(DATASET RECORDS begins)
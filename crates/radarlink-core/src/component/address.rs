//! Component addressing

use super::registry;
use crate::error::ProtocolError;
use core::fmt;

/// Component type, first byte of every address
#[derive(Debug, Clone, Copy, PartialEq, Eq, Hash)]
#[repr(u8)]
pub enum ComponentType {
    /// The board itself (bridge-level queries)
    Board = 0x00,
    /// Radar front-end
    Radar = 0x01,
    /// Power supply IC
    PowerSupply = 0x02,
    /// Power amplifier
    PowerAmplifier = 0x03,
    /// Radar with on-chip processing
    ProcessingRadar = 0x04,
    /// Non-volatile memory
    NonvolatileMemory = 0x05,
}

impl ComponentType {
    /// Decode a wire byte
    pub fn from_u8(value: u8) -> Option<Self> {
        match value {
            0x00 => Some(Self::Board),
            0x01 => Some(Self::Radar),
            0x02 => Some(Self::PowerSupply),
            0x03 => Some(Self::PowerAmplifier),
            0x04 => Some(Self::ProcessingRadar),
            0x05 => Some(Self::NonvolatileMemory),
            _ => None,
        }
    }

    /// Short lowercase name
    pub fn name(self) -> &'static str {
        match self {
            Self::Board => "board",
            Self::Radar => "radar",
            Self::PowerSupply => "power-supply",
            Self::PowerAmplifier => "power-amplifier",
            Self::ProcessingRadar => "processing-radar",
            Self::NonvolatileMemory => "memory",
        }
    }
}

/// Sub-interface of a component
#[derive(Debug, Clone, Copy, PartialEq, Eq, Hash)]
#[repr(u8)]
pub enum SubInterface {
    /// Component-level functions
    Default = 0x00,
    /// Register file access
    Registers = 0x01,
    /// GPIO lines wired to the component
    Pins = 0x02,
    /// Chip-specific command protocol
    Protocol = 0x03,
}

impl SubInterface {
    /// Decode a wire byte
    pub fn from_u8(value: u8) -> Option<Self> {
        match value {
            0x00 => Some(Self::Default),
            0x01 => Some(Self::Registers),
            0x02 => Some(Self::Pins),
            0x03 => Some(Self::Protocol),
            _ => None,
        }
    }

    /// Short lowercase name
    pub fn name(self) -> &'static str {
        match self {
            Self::Default => "default",
            Self::Registers => "registers",
            Self::Pins => "pins",
            Self::Protocol => "protocol",
        }
    }
}

/// Address of one logical sub-device behind a bridge
///
/// Only (type, implementation) pairs present in the component registry can
/// be constructed; use [`ComponentKind::address`](super::ComponentKind::address).
#[derive(Debug, Clone, Copy, PartialEq, Eq, Hash)]
pub struct ComponentAddress {
    component_type: ComponentType,
    implementation: u8,
    instance_id: u8,
    sub_interface: SubInterface,
}

impl ComponentAddress {
    /// Address of the board itself
    pub const BOARD: Self = Self {
        component_type: ComponentType::Board,
        implementation: 0,
        instance_id: 0,
        sub_interface: SubInterface::Default,
    };

    pub(crate) const fn new(
        component_type: ComponentType,
        implementation: u8,
        instance_id: u8,
        sub_interface: SubInterface,
    ) -> Self {
        Self {
            component_type,
            implementation,
            instance_id,
            sub_interface,
        }
    }

    /// Decode address bytes as found in a request header
    ///
    /// Fails if the (type, implementation) pair is not registered.
    pub fn from_wire(bytes: [u8; 4]) -> Result<Self, ProtocolError> {
        let [component_type, implementation, instance_id, sub_interface] = bytes;
        let info = registry::lookup(component_type, implementation)
            .ok_or(ProtocolError::Malformed("unknown component"))?;
        let sub_interface = SubInterface::from_u8(sub_interface)
            .ok_or(ProtocolError::Malformed("unknown sub-interface"))?;
        Ok(Self::new(
            info.component_type,
            implementation,
            instance_id,
            sub_interface,
        ))
    }

    /// Address bytes in header order
    pub fn to_wire(&self) -> [u8; 4] {
        [
            self.component_type as u8,
            self.implementation,
            self.instance_id,
            self.sub_interface as u8,
        ]
    }

    /// Component type
    pub fn component_type(&self) -> ComponentType {
        self.component_type
    }

    /// Implementation byte
    pub fn implementation(&self) -> u8 {
        self.implementation
    }

    /// Instance id
    pub fn instance_id(&self) -> u8 {
        self.instance_id
    }

    /// Sub-interface
    pub fn sub_interface(&self) -> SubInterface {
        self.sub_interface
    }

    /// Same component, different sub-interface
    pub fn with_sub_interface(self, sub_interface: SubInterface) -> Self {
        Self {
            sub_interface,
            ..self
        }
    }
}

impl fmt::Display for ComponentAddress {
    fn fmt(&self, f: &mut fmt::Formatter<'_>) -> fmt::Result {
        match registry::lookup(self.component_type as u8, self.implementation) {
            Some(info) => write!(
                f,
                "{}#{}/{}",
                info.name,
                self.instance_id,
                self.sub_interface.name()
            ),
            None => write!(
                f,
                "{}:{:02x}#{}/{}",
                self.component_type.name(),
                self.implementation,
                self.instance_id,
                self.sub_interface.name()
            ),
        }
    }
}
(DATASET RECORDS ends)
WHAT IS NEEDED: All lines in the listing above with the string "PowerAmplifier" should be returned.

YOUR RESPONSE:
    PowerAmplifier = 0x03,
            0x03 => Some(Self::PowerAmplifier),
            Self::PowerAmplifier => "power-amplifier",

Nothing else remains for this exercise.